Not normally one to brag, Irma is in an especially good mood during our interview for this very reason: student connection. As she shares, a student from more than decade ago just called out of the blue to thank her. “He’s 26 now, which is a little scary, and interning with Atlantic Records” she says. “He was one of my students who struggled. He said I was always in the back of his mind, and he wanted to say hello.”
That interaction will keep this California educator buzzing for months.
Irma relishes the role of teacher, confidant, friend and motivator. While this dedication started long before she got involved with WE 11 years ago, the WE Movement did something to help invigorate her passion.
There she was, home sick from school watching the Oprah Winfrey Show when a young Craig Kielburger walked onto the screen, sat down with the program’s iconic host and began talking about students across the country coming together to change their communities.

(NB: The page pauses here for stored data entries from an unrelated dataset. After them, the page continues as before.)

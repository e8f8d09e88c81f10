//! Secret wrapper for API keys, client secrets and other sensitive values

use std::fmt;
use zeroize::Zeroize;

/// Sensitive value - redacted in Debug/Display/logs, zeroed on drop
pub struct Secret<T: Zeroize>(T);

impl<T: Zeroize> Secret<T> {
    /// Wrap a sensitive value
    pub fn new(value: T) -> Self {
        Self(value)
    }

    /// Expose the inner value (use sparingly)
    pub fn expose(&self) -> &T {
        &self.0
    }
}

impl Secret<String> {
    /// Wrap a string read from an env var or key file.
    ///
    /// Surrounding whitespace (trailing newlines from files in particular)
    /// is trimmed. Returns `None` when nothing is left.
    pub fn from_trimmed(raw: &str) -> Option<Self> {
        let trimmed = raw.trim();
        if trimmed.is_empty() {
            None
        } else {
            Some(Self(trimmed.to_owned()))
        }
    }
}

impl<T: Zeroize> From<T> for Secret<T> {
    fn from(value: T) -> Self {
        Self::new(value)
    }
}

impl<T: Zeroize> fmt::Debug for Secret<T> {
    fn fmt(&self, f: &mut fmt::Formatter<'_>) -> fmt::Result {
        write!(f, "[REDACTED]")
    }
}

impl<T: Zeroize> fmt::Display for Secret<T> {
    fn fmt(&self, f: &mut fmt::Formatter<'_>) -> fmt::Result {
        write!(f, "[REDACTED]")
    }
}

impl<T: Zeroize> Drop for Secret<T> {
    fn drop(&mut self) {
        self.0.zeroize();
    }
}

impl<T: Zeroize + Clone> Clone for Secret<T> {
    fn clone(&self) -> Self {
        Self(self.0.clone())
    }
}
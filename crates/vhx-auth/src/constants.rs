//! VHX API and OAuth endpoint constants

/// Default API base URL. The token endpoint lives on the same host.
pub const DEFAULT_API_BASE_URL: &str = "https://api.vhx.tv";

/// Token endpoint path for the refresh-token grant
pub const TOKEN_PATH: &str = "/oauth/token";

/// `grant_type` value for token renewal
pub const REFRESH_GRANT_TYPE: &str = "refresh_token";

/// Token type assumed when the server omits `token_type`
pub const DEFAULT_TOKEN_TYPE: &str = "Bearer";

“I thought, ‘I have struggling students; this is the thing, something for them to get involved in,’” recalls Irma. She brought the idea to class and her students were all in. “They wanted to do it, to take ownership, and years later, new students every year are still doing it.”
Their first year involved with WE Schools, the students held a bake sale at the homecoming fair that raised $800 to help build the Baraka Hospital in Kenya. In the years since, they’ve fundraised thousands of dollars for charity, in addition to supporting local homeless shelters by collecting food, toiletries, blankets and socks. Irma is especially proud of how they’ve given back, considering most of her students qualify for Title 1 services to assist with the cost of meals at school.
And then there was last year, a special year even by Irma’s high standards.
“Lakewood is kind of sleepy, hardly anything happens here,” Irma admits. That is, until a car wash fundraiser organized by the students took a star-studded turn when Fast and the Furious star Tyrese Gibson rolled up to lend a hand.
“Having Tyrese here to recognize our club, the students were surprised and honoured. They felt like they’ve done something… that all of their work does matter.”
Not surprisingly, the club has grown even larger this year. With new officers and new energy, Irma has taken a backseat as veteran students take the helm, inspiring others to get involved, while organizing a school-wide coin drive for hurricane and earthquake victims.
“Everything we’ve done has been to show my students they can move mountains if they try,” Irma says with pride. “I’ve turned my past experiences and struggles into positive energy in the classroom. I want to make every student feel like they matter.”